If this seems unclear, you are not alone. The government itself does not understand the new law. When Priti Patel went on Radio 4 to explain it, she declared that two families stopping to chat on the way to the park was “absolutely mingling” and therefore, quite literally, now a crime. This was not just absolutism. Farcically, it also appeared to be incorrect. As the barrister Adam Wagner explained, the mingling law relates to people already at a gathering, not those who accidentally encounter each other when not at one. It was no doubt unreasonable to expect the author of the legislation to know what it actually was.

But of course the home secretary’s confusion simply reinforced how absurd the law was to begin with. Nobody has made it clear why any form of mingling should be illegal. Social interaction has been one of the lifelines of this crisis, and it is not apparent why socially distanced people are made safer by ignoring one another instead of engaging in some conversation.
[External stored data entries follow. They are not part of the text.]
//! Handlers for the `/chat` resource: the streaming deletion assistant.

use axum::body::Body;
use axum::extract::State;
use axum::http::header;
use axum::response::Response;
use axum::Json;
use serde::Deserialize;
use slettmeg_assistant::ChatTurn;
use slettmeg_core::error::CoreError;
use slettmeg_core::status::ChatRole;
use slettmeg_db::models::chat::ChatMessage;
use slettmeg_db::repositories::ChatMessageRepo;
use tokio::sync::mpsc;
use tokio_stream::wrappers::ReceiverStream;

use crate::error::{AppError, AppResult};
use crate::middleware::auth::AuthUser;
use crate::response::DataResponse;
use crate::state::AppState;

/// How many past messages are replayed to the model as context.
const HISTORY_LIMIT: i64 = 50;

/// Request body for `POST /chat`.
#[derive(Debug, Deserialize)]
pub struct ChatBody {
    pub message: String,
}

/// GET /api/v1/chat/messages
///
/// The user's conversation history, oldest first.
pub async fn history(
    State(state): State<AppState>,
    auth_user: AuthUser,
) -> AppResult<Json<DataResponse<Vec<ChatMessage>>>> {
    let messages = ChatMessageRepo::list_recent(&state.pool, auth_user.user_id, HISTORY_LIMIT).await?;
    Ok(Json(DataResponse { data: messages }))
}

/// POST /api/v1/chat
///
/// Send a message to the assistant and stream the reply back as plain
/// text. Both the user message and the finished assistant reply are
/// persisted; the reply is written once the stream completes, so a
/// dropped connection loses at most the in-flight answer.
pub async fn send_message(
    State(state): State<AppState>,
    auth_user: AuthUser,
    Json(input): Json<ChatBody>,
) -> AppResult<Response> {
    let assistant = state
        .assistant
        .as_ref()
        .ok_or(AppError::ServiceUnavailable("Chat assistant"))?;

    let message = input.message.trim().to_string();
    if message.is_empty() {
        return Err(AppError::Core(CoreError::Validation(
            "Message must not be empty".into(),
        )));
    }

    // 1. History first, then the new message: the model sees the
    //    conversation in order and the new message exactly once.
    let history =
        ChatMessageRepo::list_recent(&state.pool, auth_user.user_id, HISTORY_LIMIT).await?;
    ChatMessageRepo::create(&state.pool, auth_user.user_id, ChatRole::User, &message).await?;

    let mut turns: Vec<ChatTurn> = history
        .into_iter()
        .map(|m| match m.role {
            ChatRole::User => ChatTurn::user(m.content),
            ChatRole::Assistant => ChatTurn::assistant(m.content),
        })
        .collect();
    turns.push(ChatTurn::user(message));

    // 2. Start the upstream stream.
    let mut deltas = assistant.stream_chat(turns).await?;

    // 3. Relay deltas to the client while accumulating the full reply;
    //    persist it when the stream ends.
    let (tx, rx) = mpsc::channel::<Result<String, std::convert::Infallible>>(16);
    let pool = state.pool.clone();
    let user_id = auth_user.user_id;
    tokio::spawn(async move {
        let mut completion = String::new();
        while let Some(delta) = deltas.recv().await {
            completion.push_str(&delta);
            // Client gone; keep draining so the reply still gets stored.
            let _ = tx.send(Ok(delta)).await;
        }
        if !completion.is_empty() {
            if let Err(e) =
                ChatMessageRepo::create(&pool, user_id, ChatRole::Assistant, &completion).await
            {
                tracing::error!(error = %e, user_id, "failed to persist assistant reply");
            }
        }
    });

    let body = Body::from_stream(ReceiverStream::new(rx));
    Response::builder()
        .header(header::CONTENT_TYPE, "text/plain; charset=utf-8")
        .body(body)
        .map_err(|e| AppError::InternalError(format!("Failed to build response: {e}")))
}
But mingling is only one element of the stupidity. For months we have known that it is much safer to be outdoors than indoors. And yet, under the Rule of Six, they are to be treated as equally dangerous. A park, unlike a living room, can safely host hundreds of people. Now, for some reason, it is illegal to know more than five of them.

Then there is the arbitrariness of including children and even babies in the Rule of Six – something which doesn’t apply in Scotland. That blocks many families from legally meeting even one other person. Meanwhile, the government makes exceptions for grouse-shooting parties. But of course it’s not just the cruelty or hypocrisy, but also the directly contradictory policy-making. The government has effectively bribed people to eat in restaurants and forced them back to offices, but if you’re a couple with three kids and a new baby you can’t chat in the park with another human being. We shouldn’t expect laws to be perfect, but should expect a basic glimmer of consistency.
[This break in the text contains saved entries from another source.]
//! Domain-level error taxonomy shared across crates.

use crate::types::DbId;

/// Errors produced by domain logic and surfaced through the API layer.
///
/// The `api` crate maps each variant to an HTTP status code; see its
/// `AppError` implementation.
#[derive(Debug, thiserror::Error)]
pub enum CoreError {
    /// A referenced entity does not exist (or is not visible to the caller).
    #[error("{entity} with id {id} not found")]
    NotFound {
        /// Human-readable entity name, e.g. `"Platform"`.
        entity: &'static str,
        /// The id that was looked up.
        id: DbId,
    },

    /// The input failed validation.
    #[error("Validation error: {0}")]
    Validation(String),

    /// The operation conflicts with existing state (e.g. duplicate).
    #[error("Conflict: {0}")]
    Conflict(String),

    /// The caller is not authenticated.
    #[error("Unauthorized: {0}")]
    Unauthorized(String),

    /// The caller is authenticated but not allowed.
    #[error("Forbidden: {0}")]
    Forbidden(String),

    /// An unexpected internal failure.
    #[error("Internal error: {0}")]
    Internal(String),
}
We recognise there must be anomalies, because some situations will require either blanket restrictions or exceptions. For this reason we will wear a face covering on an empty train but not in a crowded pub. The alternative would be to let the entire hospitality industry sink. But this implicit admission of conflicting interests, and the need for sensible judgement, must apply to other areas too. We know that the law cannot anticipate and police every specific nuance of an activity or encounter, and that’s why it shouldn’t try to.
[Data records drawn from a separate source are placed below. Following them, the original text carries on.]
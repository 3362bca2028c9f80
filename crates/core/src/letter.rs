//! GDPR request letter generation.
//!
//! Produces complete, ready-to-send Norwegian request letters for the four
//! statutory GDPR rights: deletion (Art. 17), data portability (Art. 20),
//! access (Art. 15), and rectification (Art. 16). Letters are plain text;
//! the only inputs are the requester identity, the platform name, and two
//! optional free-text fields. No validation happens here -- empty inputs
//! are rendered literally, since this is a presentation surface.

use chrono::{Datelike, NaiveDate, Utc};
use serde::{Deserialize, Serialize};

/// Which GDPR article a letter invokes.
#[derive(Debug, Clone, Copy, PartialEq, Eq, Serialize, Deserialize)]
#[serde(rename_all = "snake_case")]
pub enum LetterType {
    /// Art. 17 -- right to erasure ("right to be forgotten").
    Deletion,
    /// Art. 20 -- right to data portability.
    Export,
    /// Art. 15 -- right of access.
    Access,
    /// Art. 16 -- right to rectification.
    Correction,
}

impl LetterType {
    pub fn as_str(&self) -> &'static str {
        match self {
            LetterType::Deletion => "deletion",
            LetterType::Export => "export",
            LetterType::Access => "access",
            LetterType::Correction => "correction",
        }
    }

    /// GDPR article number invoked by this letter type.
    pub fn article(&self) -> u8 {
        match self {
            LetterType::Deletion => 17,
            LetterType::Export => 20,
            LetterType::Access => 15,
            LetterType::Correction => 16,
        }
    }

    /// Parse a letter type, falling back to [`LetterType::Deletion`] for
    /// unknown or empty input. Deletion is the product's main flow, so an
    /// unrecognised request type produces the deletion template.
    pub fn from_str_or_default(value: &str) -> Self {
        match value {
            "export" => LetterType::Export,
            "access" => LetterType::Access,
            "correction" => LetterType::Correction,
            _ => LetterType::Deletion,
        }
    }
}

/// Inputs to the letter generator.
#[derive(Debug, Clone)]
pub struct LetterRequest {
    /// Requester's full name, rendered literally.
    pub requester_name: String,
    /// Requester's email address, rendered literally.
    pub requester_email: String,
    /// Display name of the platform the letter is addressed to.
    pub platform_name: String,
    /// Which statutory right to invoke.
    pub letter_type: LetterType,
    /// Username, email, or id on the platform. When `None`, the
    /// account/username line is omitted entirely -- no blank placeholder.
    pub account_identifier: Option<String>,
    /// Free-text block appended to the letter body. For correction
    /// letters this is the list of fields to correct.
    pub additional_info: Option<String>,
}

/// Norwegian month names, indexed by `month0`.
const MONTHS_NB: [&str; 12] = [
    "januar", "februar", "mars", "april", "mai", "juni", "juli", "august", "september", "oktober",
    "november", "desember",
];

/// Format a date the way Norwegian correspondence does: `28. august 2026`.
fn format_date_nb(date: NaiveDate) -> String {
    format!(
        "{}. {} {}",
        date.day(),
        MONTHS_NB[date.month0() as usize],
        date.year()
    )
}

/// Generate a letter dated today (UTC).
pub fn generate_letter(request: &LetterRequest) -> String {
    generate_letter_on(Utc::now().date_naive(), request)
}

/// Generate a letter with an explicit date. Split out from
/// [`generate_letter`] so tests are deterministic.
pub fn generate_letter_on(date: NaiveDate, request: &LetterRequest) -> String {
    match request.letter_type {
        LetterType::Deletion => deletion_letter(date, request),
        LetterType::Export => export_letter(date, request),
        LetterType::Access => access_letter(date, request),
        LetterType::Correction => correction_letter(date, request),
    }
}

/// Fixed email subject line for each letter type, naming the article.
pub fn email_subject(letter_type: LetterType) -> &'static str {
    match letter_type {
        LetterType::Deletion => "GDPR Artikkel 17 - Forespørsel om sletting av personopplysninger",
        LetterType::Export => "GDPR Artikkel 20 - Forespørsel om dataportabilitet",
        LetterType::Access => "GDPR Artikkel 15 - Forespørsel om innsyn i personopplysninger",
        LetterType::Correction => "GDPR Artikkel 16 - Forespørsel om retting av personopplysninger",
    }
}

// ---------------------------------------------------------------------------
// Shared blocks
// ---------------------------------------------------------------------------

/// The "Personlig informasjon" block. The account/username line appears
/// only when an identifier was provided.
fn personal_info_block(request: &LetterRequest) -> String {
    let mut block = format!(
        "Personlig informasjon:\n- Navn: {}\n- E-postadresse: {}",
        request.requester_name, request.requester_email
    );
    if let Some(account) = &request.account_identifier {
        block.push_str(&format!("\n- Konto/brukernavn: {account}"));
    }
    block
}

/// Optional "Tilleggsinformasjon" block, empty when no info was provided.
fn additional_info_block(request: &LetterRequest) -> String {
    match &request.additional_info {
        Some(info) => format!("Tilleggsinformasjon:\n{info}\n\n"),
        None => String::new(),
    }
}

/// Closing signature with the requester identity and letter date.
fn signature_block(date: NaiveDate, request: &LetterRequest) -> String {
    format!(
        "Med vennlig hilsen,\n\n{}\n{}\nDato: {}",
        request.requester_name,
        request.requester_email,
        format_date_nb(date)
    )
}

/// Citation footer naming the invoked article.
fn citation_footer(article: u8) -> String {
    format!(
        "---\nDenne forespørselen er sendt i henhold til:\n\
         - EU General Data Protection Regulation (GDPR) Artikkel {article}\n\
         - Norsk personopplysningslov"
    )
}

// ---------------------------------------------------------------------------
// Templates
// ---------------------------------------------------------------------------

fn deletion_letter(date: NaiveDate, request: &LetterRequest) -> String {
    format!(
        "Til {platform},\n\n\
         Jeg skriver til dere i henhold til artikkel 17 i EUs personvernforordning (GDPR), \
         som gir meg rett til å få slettet mine personopplysninger (\"retten til å bli glemt\").\n\n\
         FORESPØRSEL OM SLETTING AV PERSONOPPLYSNINGER\n\n\
         {personal}\n\n\
         Jeg ber herved om at alle personopplysninger dere har lagret om meg slettes permanent \
         fra deres systemer. Dette inkluderer, men er ikke begrenset til:\n\n\
         • Kontoinformasjon og profildata\n\
         • Aktivitetslogger og brukshistorikk\n\
         • Bilder, videoer og annet innhold jeg har lastet opp\n\
         • Meldinger og kommunikasjon\n\
         • Betalingsinformasjon (med unntak av det som kreves av lovgivning)\n\
         • Alle sikkerhetskopier som inneholder mine data\n\
         • Data delt med tredjeparter på mine vegne\n\n\
         {additional}\
         I henhold til GDPR artikkel 12(3) ber jeg om at dere bekrefter slettingen innen \
         30 dager fra mottak av denne forespørselen.\n\n\
         Dersom dere ikke kan etterkomme denne forespørselen, ber jeg om en skriftlig \
         begrunnelse med referanse til relevant lovhjemmel.\n\n\
         Jeg forbeholder meg retten til å klage til Datatilsynet dersom denne forespørselen \
         ikke behandles i henhold til gjeldende lovgivning.\n\n\
         {signature}\n\n\
         {footer}",
        platform = request.platform_name,
        personal = personal_info_block(request),
        additional = additional_info_block(request),
        signature = signature_block(date, request),
        footer = citation_footer(17),
    )
}

fn export_letter(date: NaiveDate, request: &LetterRequest) -> String {
    format!(
        "Til {platform},\n\n\
         Jeg skriver til dere i henhold til artikkel 20 i EUs personvernforordning (GDPR), \
         som gir meg rett til dataportabilitet.\n\n\
         FORESPØRSEL OM EKSPORT AV PERSONOPPLYSNINGER\n\n\
         {personal}\n\n\
         Jeg ber herved om en fullstendig kopi av alle personopplysninger dere har lagret om meg. \
         Jeg ønsker at dataene leveres i et strukturert, alminnelig brukt og maskinlesbart format \
         (f.eks. JSON, CSV eller XML).\n\n\
         Dette inkluderer, men er ikke begrenset til:\n\n\
         • Kontoinformasjon og profildata\n\
         • Aktivitetslogger og brukshistorikk\n\
         • Alt innhold jeg har lastet opp eller opprettet\n\
         • Meldinger og kommunikasjon\n\
         • Preferanser og innstillinger\n\
         • Data utledet fra min bruk av tjenesten\n\n\
         {additional}\
         I henhold til GDPR artikkel 12(3) ber jeg om at dere leverer disse dataene innen \
         30 dager fra mottak av denne forespørselen.\n\n\
         {signature}\n\n\
         {footer}",
        platform = request.platform_name,
        personal = personal_info_block(request),
        additional = additional_info_block(request),
        signature = signature_block(date, request),
        footer = citation_footer(20),
    )
}

fn access_letter(date: NaiveDate, request: &LetterRequest) -> String {
    format!(
        "Til {platform},\n\n\
         Jeg skriver til dere i henhold til artikkel 15 i EUs personvernforordning (GDPR), \
         som gir meg rett til innsyn i mine personopplysninger.\n\n\
         FORESPØRSEL OM INNSYN I PERSONOPPLYSNINGER\n\n\
         {personal}\n\n\
         Jeg ber herved om følgende informasjon:\n\n\
         1. Bekreftelse på om dere behandler mine personopplysninger\n\
         2. En kopi av alle personopplysninger dere har om meg\n\
         3. Formålet med behandlingen\n\
         4. Kategoriene av personopplysninger som behandles\n\
         5. Mottakere eller kategorier av mottakere som dataene er eller vil bli utlevert til\n\
         6. Den planlagte lagringsperioden eller kriteriene for å fastsette denne\n\
         7. Informasjon om kilden til opplysningene dersom de ikke er samlet inn fra meg\n\
         8. Informasjon om automatisert beslutningstaking, inkludert profilering\n\n\
         {additional}\
         I henhold til GDPR artikkel 12(3) ber jeg om svar innen 30 dager fra mottak av \
         denne forespørselen.\n\n\
         {signature}\n\n\
         {footer}",
        platform = request.platform_name,
        personal = personal_info_block(request),
        additional = additional_info_block(request),
        signature = signature_block(date, request),
        footer = citation_footer(15),
    )
}

fn correction_letter(date: NaiveDate, request: &LetterRequest) -> String {
    // For correction letters the additional-info field is the substance of
    // the request; without it we emit a bracketed fill-in placeholder.
    let corrections = request
        .additional_info
        .clone()
        .unwrap_or_else(|| "[Beskriv hvilke opplysninger som er feil og hva de skal endres til]".to_string());

    format!(
        "Til {platform},\n\n\
         Jeg skriver til dere i henhold til artikkel 16 i EUs personvernforordning (GDPR), \
         som gir meg rett til å få rettet unøyaktige personopplysninger.\n\n\
         FORESPØRSEL OM RETTING AV PERSONOPPLYSNINGER\n\n\
         {personal}\n\n\
         Jeg ber herved om at følgende personopplysninger rettes:\n\n\
         {corrections}\n\n\
         I henhold til GDPR artikkel 12(3) ber jeg om at dere bekrefter rettingen innen \
         30 dager fra mottak av denne forespørselen.\n\n\
         {signature}\n\n\
         {footer}",
        platform = request.platform_name,
        personal = personal_info_block(request),
        corrections = corrections,
        signature = signature_block(date, request),
        footer = citation_footer(16),
    )
}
The key here is clarity. Of course people need to know what they are advised – and allowed – to do. But that means not making unenforceable or preposterous laws.

It’s not just helpful for the government to take people with it: it’s absolutely essential. We do not exist to serve laws, laws exist to serve us. If a new rule is met with outright incredulity, laughter or contempt, people will not follow it. That makes the law useless and the people enforcing it ridiculous. But it’s also highly damaging. The full rejection of pragmatism and exposure of stupidity compromises the foundations of a legal system. When people lose respect for individual laws, others may follow.

And yet this is not just about principle. It’s about a real and impending crisis. As we inch closer to a second wave, everything – literally – depends on public goodwill. The government needs the public to understand and obey the rules. It needs them to self-isolate. It needs them, apparently, to denounce their neighbours.

But in return the people need something too: confidence. They need to trust the laws and trust the government is doing all it can. They need to know ministers are looking out for public health and the NHS, not special interests and polling data. Most pressingly of all, they need the reassurance of testing as soon as they develop symptoms, so they can get on with their lives quickly and protect those around them. The government is failing on every single count.

But, of course, the government has shown us that we don’t especially need to follow these laws anyway. Whether it’s eye tests in Barnard Castle or breaches of the Northern Ireland Protocol, Downing Street has set the example and the public will presumably follow it. Doubtless, when the second wave hits, it will be easy to lay the blame at people illegally mingling. Perhaps we will even forget Boris Johnson’s promise, back in March, that we would “curb the tide within 12 weeks” and “send coronavirus packing”.

The government’s total, ongoing, shambling chaos has not only threatened to compromise public goodwill but to eliminate it altogether. Of course, these new rules are an effort to protect the population. But they are also an effort to protect Downing Street’s power. It is easy to identify the purpose of laws. It is much harder to identify the purpose of the government.